» Problem to solve
In the material below, identify each line bearing the word "next". Reproduce those lines.

» Data under study
· · · · · · ·
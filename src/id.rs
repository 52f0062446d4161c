//! Cyclic id allocation for pool entities.

use std::sync::atomic::{AtomicU32, Ordering};

/// Hands out `u32` ids in sequence, wrapping to 0 after `u32::MAX` has been issued.
///
/// Every value of a full cycle is issued exactly once, regardless of how many
/// tasks call [`next`](IdGenerator::next) concurrently.
#[derive(Debug, Default)]
pub struct IdGenerator {
    next: AtomicU32,
}

impl IdGenerator {
    pub fn new() -> Self {
        Self::default()
    }

    /// Starts the sequence at `first` instead of 0.
    pub fn starting_at(first: u32) -> Self {
        Self {
            next: AtomicU32::new(first),
        }
    }

    /// Returns the next id. `fetch_add` wraps on overflow.
    pub fn next(&self) -> u32 {
        self.next.fetch_add(1, Ordering::Relaxed)
    }
}
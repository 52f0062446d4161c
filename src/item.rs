//! Extracted records and the data produced by analysis.

use std::ops::{Deref, DerefMut};

use serde::{Deserialize, Serialize};
use serde_json::{Map, Value};

use crate::request::Request;

/// One extracted record: an ordered mapping from field name to value.
#[derive(Debug, Clone, Default, PartialEq, Serialize, Deserialize)]
#[serde(transparent)]
pub struct Item(Map<String, Value>);

impl Item {
    pub fn new() -> Self {
        Self(Map::new())
    }

    /// Adds a field, builder style.
    pub fn with(mut self, key: impl Into<String>, value: impl Into<Value>) -> Self {
        self.0.insert(key.into(), value.into());
        self
    }

    /// An empty record carries nothing to process and is rejected by the pipeline.
    pub fn is_valid(&self) -> bool {
        !self.0.is_empty()
    }

    /// Consumes the item and returns its fields.
    pub fn into_inner(self) -> Map<String, Value> {
        self.0
    }
}

impl Deref for Item {
    type Target = Map<String, Value>;

    fn deref(&self) -> &Self::Target {
        &self.0
    }
}

impl DerefMut for Item {
    fn deref_mut(&mut self) -> &mut Self::Target {
        &mut self.0
    }
}

impl From<Map<String, Value>> for Item {
    fn from(map: Map<String, Value>) -> Self {
        Self(map)
    }
}

/// Anything an analyzer can discover in a response.
#[derive(Debug, Clone, PartialEq)]
pub enum Data {
    /// A follow-up fetch, routed to the request cache after filtering.
    Request(Request),
    /// An extracted record, routed to the item queue.
    Item(Item),
}

impl From<Request> for Data {
    fn from(request: Request) -> Self {
        Data::Request(request)
    }
}

impl From<Item> for Data {
    fn from(item: Item) -> Self {
        Data::Item(item)
    }
}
· · · · · · ·
» Output
/// tasks call [`next`](IdGenerator::next) concurrently.
    next: AtomicU32,
            next: AtomicU32::new(first),
    /// Returns the next id. `fetch_add` wraps on overflow.
    pub fn next(&self) -> u32 {
        self.next.fetch_add(1, Ordering::Relaxed)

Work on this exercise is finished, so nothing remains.